[INPUT MATERIAL Boundary: Start]
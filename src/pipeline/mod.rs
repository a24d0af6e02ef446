//! Extraction pipeline over pen storage files.
//!
//! Each input runs through the full chain on its own:
//!
//! ```text
//! bytes -> RecordReader -> decode -> ContextTracker -> map_page -> cleanup
//! ```
//!
//! Batches fan out over the rayon pool, one file per task, and are collected
//! back in input order. Reading files from disk ([`InputFile::from_path`]) is
//! the only blocking I/O in the crate.
//!
//! # Module Structure
//!
//! - [`input`] - Input files, page hints from the storage layout
//! - [`extractor`] - Per-file extraction and batch orchestration
//! - [`result`] - Per-file and combined outputs, page merging

mod extractor;
mod input;
mod result;

pub use extractor::{extract, Extractor};
pub use input::{page_hint_from_path, storage_order, InputFile, StorageLocation};
pub use result::{merge_pages, BatchExtraction, ExtractionResult, FileExtraction};
//! Headerless stroke-block layout written by early pen firmware.
//!
//! ```text
//! | marker u8 | kind u8 | time_start u64 | time_end u64 | dot_count u32 | reserved u32 | u8 | u8 |
//! | dot (8 bytes) | * dot_count
//! ```
//!
//! Blocks carry no tags. Each block is replayed as PenDown, `dot_count` Dots and
//! PenUp, with payloads borrowed from the block so the decoder handles them like
//! v1 records.

use bytes::Buf;

use super::RawRecord;
use crate::error::ReadError;
use crate::format::tag::{DOT, PEN_DOWN, PEN_UP};
use crate::format::FormatVersion;

pub(crate) const BLOCK_HEADER_LEN: usize = 28;
pub(crate) const DOT_LEN: usize = 8;
/// Block marker of a non-stroke block; ends the stroke list
pub(crate) const END_MARKER: u8 = 0x31;

const TIME_START: std::ops::Range<usize> = 2..10;
const TIME_END: std::ops::Range<usize> = 10..18;
const DOT_COUNT: std::ops::Range<usize> = 18..22;

#[derive(Debug)]
pub(super) enum LegacyBlocks<'a> {
    AtHeader,
    InDots {
        header_offset: usize,
        remaining: u32,
        time_end: &'a [u8],
    },
    Finished,
}

impl<'a> LegacyBlocks<'a> {
    pub(super) fn new() -> Self {
        LegacyBlocks::AtHeader
    }

    pub(super) fn next_record(
        &mut self,
        data: &'a [u8],
        pos: &mut usize,
    ) -> Option<Result<RawRecord<'a>, ReadError>> {
        match *self {
            LegacyBlocks::Finished => None,
            LegacyBlocks::AtHeader => {
                let offset = *pos;
                let available = data.len().saturating_sub(offset);
                if available == 0 {
                    *self = LegacyBlocks::Finished;
                    return None;
                }
                if available < BLOCK_HEADER_LEN {
                    return Some(Err(ReadError::TruncatedRecord {
                        offset,
                        tag: PEN_DOWN,
                        needed: BLOCK_HEADER_LEN,
                        available,
                        trailing: true,
                    }));
                }
                let header = &data[offset..offset + BLOCK_HEADER_LEN];
                let dot_count = (&header[DOT_COUNT]).get_u32_le();
                if dot_count == 0 || header[0] == END_MARKER {
                    tracing::trace!(offset, marker = header[0], "End of legacy stroke blocks");
                    *self = LegacyBlocks::Finished;
                    return None;
                }

                *pos = offset + BLOCK_HEADER_LEN;
                *self = LegacyBlocks::InDots {
                    header_offset: offset,
                    remaining: dot_count,
                    time_end: &header[TIME_END],
                };
                Some(Ok(RawRecord {
                    offset,
                    tag: PEN_DOWN,
                    payload: &header[TIME_START],
                    format: FormatVersion::Legacy,
                }))
            }
            LegacyBlocks::InDots {
                header_offset,
                remaining,
                time_end,
            } => {
                if remaining == 0 {
                    *self = LegacyBlocks::AtHeader;
                    return Some(Ok(RawRecord {
                        offset: header_offset,
                        tag: PEN_UP,
                        payload: time_end,
                        format: FormatVersion::Legacy,
                    }));
                }

                let offset = *pos;
                let available = data.len().saturating_sub(offset);
                if available < DOT_LEN {
                    return Some(Err(ReadError::TruncatedRecord {
                        offset,
                        tag: DOT,
                        needed: DOT_LEN,
                        available,
                        trailing: true,
                    }));
                }
                *pos = offset + DOT_LEN;
                *self = LegacyBlocks::InDots {
                    header_offset,
                    remaining: remaining - 1,
                    time_end,
                };
                Some(Ok(RawRecord {
                    offset,
                    tag: DOT,
                    payload: &data[offset..offset + DOT_LEN],
                    format: FormatVersion::Legacy,
                }))
            }
        }
    }
}
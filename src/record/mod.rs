//! Record framing and decoding.
//!
//! A pen storage file is a sequence of tagged records. The [`RecordReader`]
//! splits the bytes into [`RawRecord`] views without looking at payloads, and
//! [`decode`] turns each view into a [`DecodedRecord`].
//!
//! ```text
//! bytes --RecordReader--> RawRecord --decode--> DecodedRecord --> tracker
//! ```

mod decoder;
mod encoder;
mod legacy;
mod reader;

use crate::format::FormatVersion;

pub use decoder::{decode, Decoded};
pub use encoder::StreamEncoder;
pub use reader::RecordReader;

/// One framed record, borrowed from the file buffer
#[derive(Debug, Clone, Copy, PartialEq, Eq)]
pub struct RawRecord<'a> {
    /// Byte offset of the tag (or block header) in the file
    pub offset: usize,
    pub tag: u8,
    pub payload: &'a [u8],
    /// Format active when the record was framed
    pub format: FormatVersion,
}

/// How a dot's time is expressed on the wire
#[derive(Debug, Clone, Copy, PartialEq, Eq)]
pub enum DotClock {
    /// Milliseconds since the previous dot (or pen down)
    Delta(u8),
    /// Device clock in milliseconds
    Absolute(u64),
}

/// A record interpreted according to the active format
#[derive(Debug, Clone, PartialEq, Eq)]
pub enum DecodedRecord {
    SessionInfo {
        format_version: u8,
        device_id: u32,
    },
    PageInfo {
        owner_id: u32,
        book_id: u32,
        page_id: u32,
    },
    PenDown {
        timestamp: u64,
    },
    Dot {
        /// Hundredths of an Ncode unit
        x: u32,
        /// Hundredths of an Ncode unit
        y: u32,
        pressure: u16,
        tilt: Option<(u8, u8)>,
        clock: DotClock,
    },
    PenUp {
        timestamp: u64,
    },
    /// Tag the active format doesn't define, kept for diagnostics
    Unknown { tag: u8, payload: Vec<u8> },
}

impl DecodedRecord {
    /// Short name for logging.
    pub fn name(&self) -> &'static str {
        match self {
            DecodedRecord::SessionInfo { .. } => "session_info",
            DecodedRecord::PageInfo { .. } => "page_info",
            DecodedRecord::PenDown { .. } => "pen_down",
            DecodedRecord::Dot { .. } => "dot",
            DecodedRecord::PenUp { .. } => "pen_up",
            DecodedRecord::Unknown { .. } => "unknown",
        }
    }
}
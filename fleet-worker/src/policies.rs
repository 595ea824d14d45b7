//! Skip policies the worker applies before spending time encoding a job
//! (spec.md §4.7): dynamic HDR is refused outright, and a finished encode
//! that doesn't save enough space is discarded rather than uploaded.

use fleet_model::JobAssignment;

#[derive(Debug, Clone, Copy, PartialEq, Eq)]
pub enum SkipReason {
    DynamicHdr,
}

/// HDR10+ and Dolby Vision carry dynamic metadata the worker's encoder
/// cannot reproduce; rather than silently dropping it, the job is refused
/// before any bytes move.
pub fn pre_flight_skip(job: &JobAssignment) -> Option<SkipReason> {
    if job.source_hdr_dynamic {
        return Some(SkipReason::DynamicHdr);
    }
    None
}

/// True if the encode saved enough space to be worth replacing the
/// original (spec.md §4.7 "not worth it" skip). `min_savings_percent` is
/// operator-configured (default 5%, see `Args::min_savings_percent`).
pub fn is_worth_keeping(original_size: i64, encoded_size: i64, min_savings_percent: f64) -> bool {
    if original_size <= 0 {
        return true;
    }
    let savings_percent = ((original_size - encoded_size) as f64 / original_size as f64) * 100.0;
    savings_percent >= min_savings_percent
}
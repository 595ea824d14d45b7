//! Core coordination logic for the fleet transcoding controller: the
//! durable queue (Store), the volatile worker bookkeeping (Registry), job
//! assignment (Scheduler), worker-health sweeping (Monitor), the
//! client-facing event bus, and the safe in-place file replacement
//! protocol (Transfer). `fleet-master` wires these together behind HTTP;
//! `fleet-worker` and `fleetctl` only depend on `fleet-model`.

pub mod error;
pub mod events;
pub mod monitor;
pub mod registry;
pub mod scheduler;
pub mod store;
pub mod transfer;

pub use error::{Error, Result};
pub use events::{EventBus, FleetEvent};
pub use monitor::Monitor;
pub use registry::Registry;
pub use scheduler::Scheduler;
pub use store::{SqliteStore, Store};
pub use transfer::Transfer;
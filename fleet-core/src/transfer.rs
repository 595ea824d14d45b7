//! Safe file replacement (spec.md §4.6), grounded on `transcode.py`'s
//! replace-in-place dance: stage the new encode as a sibling `.part` file,
//! rename the original aside to `.bak`, rename `.part` into the original's
//! name, then drop the `.bak` — so a crash at any point leaves either the
//! original or the finished encode in place under the real filename, never
//! a half-written file.

use std::path::{Path, PathBuf};

use tokio::fs;

use crate::error::{Error, Result};

/// Suffix for the marker file dropped next to a file while its replacement
/// is in flight, so a crashed master/worker pair can tell on restart that a
/// transfer never finished (spec.md §6.3 "Filesystem layout").
const IN_PROGRESS_SUFFIX: &str = ".av1.inprogress";

pub struct Transfer {
    /// Whether to copy the original file's mode bits onto the replacement
    /// (spec.md §6.4 `preserve_mode`); skipped on platforms/filesystems
    /// where `chmod` is meaningless.
    pub preserve_mode: bool,
}

impl Transfer {
    pub fn new(preserve_mode: bool) -> Self {
        Self { preserve_mode }
    }

    fn marker_path(original: &Path) -> PathBuf {
        let mut name = original.as_os_str().to_owned();
        name.push(IN_PROGRESS_SUFFIX);
        PathBuf::from(name)
    }

    fn part_path(original: &Path) -> PathBuf {
        let mut name = original.as_os_str().to_owned();
        name.push(".part");
        PathBuf::from(name)
    }

    fn bak_path(original: &Path) -> PathBuf {
        let mut name = original.as_os_str().to_owned();
        name.push(".bak");
        PathBuf::from(name)
    }

    /// Drops the `.inprogress` marker next to `original` while a file sits
    /// in `processing`, so an external tool walking the library knows to
    /// leave it alone (spec.md §6.2 "Filesystem layout": "may exist...for
    /// external observers to skip the file").
    pub async fn mark_in_progress(&self, original: &Path) -> Result<()> {
        fs::write(Self::marker_path(original), b"").await?;
        Ok(())
    }

    /// Best-effort removal of the `.inprogress` marker on completion,
    /// failure, skip, or reset — whatever path a file leaves `processing`
    /// by. A no-op if the marker was never created or already cleared.
    pub async fn clear_in_progress(&self, original: &Path) {
        fs::remove_file(Self::marker_path(original)).await.ok();
    }

    /// Writes `bytes` to a `.part` sibling of `original`, then performs the
    /// `.bak`-swap replacement, and finally clears the in-progress marker.
    /// On any failure before the swap completes, `original` is left
    /// untouched; `rollback` restores it if the swap itself partially ran.
    pub async fn commit_replacement(&self, original: &Path, bytes: &[u8]) -> Result<()> {
        let part = Self::part_path(original);
        let bak = Self::bak_path(original);

        fs::write(&part, bytes).await?;

        if self.preserve_mode {
            if let Ok(metadata) = fs::metadata(original).await {
                let _ = fs::set_permissions(&part, metadata.permissions()).await;
            }
        }

        let original_existed = fs::metadata(original).await.is_ok();
        if original_existed {
            fs::rename(original, &bak).await?;
        }

        if let Err(err) = fs::rename(&part, original).await {
            // Swap failed after the original moved aside: put it back so the
            // library never ends up missing a file.
            if original_existed {
                let _ = fs::rename(&bak, original).await;
            }
            return Err(Error::Io(err));
        }

        if original_existed {
            fs::remove_file(&bak).await.ok();
        }
        fs::remove_file(Self::marker_path(original)).await.ok();
        Ok(())
    }

    /// True if a marker file is present, meaning a previous transfer for
    /// this path never completed and should be retried or investigated
    /// before the file is handed out again.
    pub async fn has_stale_marker(&self, original: &Path) -> bool {
        fs::metadata(Self::marker_path(original)).await.is_ok()
    }
}

#[cfg(test)]
mod tests {
    use super::*;
    use tempfile::tempdir;

    #[tokio::test]
    async fn commit_replacement_swaps_contents_and_clears_marker() {
        let dir = tempdir().unwrap();
        let original = dir.path().join("movie.mkv");
        fs::write(&original, b"old bytes").await.unwrap();

        let transfer = Transfer::new(false);
        fs::write(Transfer::marker_path(&original), b"").await.unwrap();
        transfer.commit_replacement(&original, b"new bytes").await.unwrap();

        let contents = fs::read(&original).await.unwrap();
        assert_eq!(contents, b"new bytes");
        assert!(!transfer.has_stale_marker(&original).await);
        assert!(fs::metadata(Transfer::bak_path(&original)).await.is_err());
    }

    #[tokio::test]
    async fn commit_replacement_works_when_original_is_missing() {
        let dir = tempdir().unwrap();
        let original = dir.path().join("new-file.mkv");
        let transfer = Transfer::new(false);
        transfer.commit_replacement(&original, b"content").await.unwrap();
        assert_eq!(fs::read(&original).await.unwrap(), b"content");
    }

    #[tokio::test]
    async fn mark_and_clear_in_progress_round_trips() {
        let dir = tempdir().unwrap();
        let original = dir.path().join("movie.mkv");
        let transfer = Transfer::new(false);

        assert!(!transfer.has_stale_marker(&original).await);
        transfer.mark_in_progress(&original).await.unwrap();
        assert!(transfer.has_stale_marker(&original).await);
        transfer.clear_in_progress(&original).await;
        assert!(!transfer.has_stale_marker(&original).await);
    }

    #[tokio::test]
    async fn clearing_a_never_set_marker_is_a_no_op() {
        let dir = tempdir().unwrap();
        let original = dir.path().join("movie.mkv");
        let transfer = Transfer::new(false);
        transfer.clear_in_progress(&original).await;
    }
}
[INPUT MATERIAL Boundary: End]
• [WORK ORDER]:
All lines above from the one containing "pub async fn mark_in_progress(&self, original: &Path)" to the one containing "#[cfg(test)]" must be repeated exactly, both lines included, and no others.

• [TASK ANSWER]:
    pub async fn mark_in_progress(&self, original: &Path) -> Result<()> {
        fs::write(Self::marker_path(original), b"").await?;
        Ok(())
    }

    /// Best-effort removal of the `.inprogress` marker on completion,
    /// failure, skip, or reset — whatever path a file leaves `processing`
    /// by. A no-op if the marker was never created or already cleared.
    pub async fn clear_in_progress(&self, original: &Path) {
        fs::remove_file(Self::marker_path(original)).await.ok();
    }

    /// Writes `bytes` to a `.part` sibling of `original`, then performs the
    /// `.bak`-swap replacement, and finally clears the in-progress marker.
    /// On any failure before the swap completes, `original` is left
    /// untouched; `rollback` restores it if the swap itself partially ran.
    pub async fn commit_replacement(&self, original: &Path, bytes: &[u8]) -> Result<()> {
        let part = Self::part_path(original);
        let bak = Self::bak_path(original);

        fs::write(&part, bytes).await?;

        if self.preserve_mode {
            if let Ok(metadata) = fs::metadata(original).await {
                let _ = fs::set_permissions(&part, metadata.permissions()).await;
            }
        }

        let original_existed = fs::metadata(original).await.is_ok();
        if original_existed {
            fs::rename(original, &bak).await?;
        }

        if let Err(err) = fs::rename(&part, original).await {
            // Swap failed after the original moved aside: put it back so the
            // library never ends up missing a file.
            if original_existed {
                let _ = fs::rename(&bak, original).await;
            }
            return Err(Error::Io(err));
        }

        if original_existed {
            fs::remove_file(&bak).await.ok();
        }
        fs::remove_file(Self::marker_path(original)).await.ok();
        Ok(())
    }

    /// True if a marker file is present, meaning a previous transfer for
    /// this path never completed and should be retried or investigated
    /// before the file is handed out again.
    pub async fn has_stale_marker(&self, original: &Path) -> bool {
        fs::metadata(Self::marker_path(original)).await.is_ok()
    }
}

#[cfg(test)]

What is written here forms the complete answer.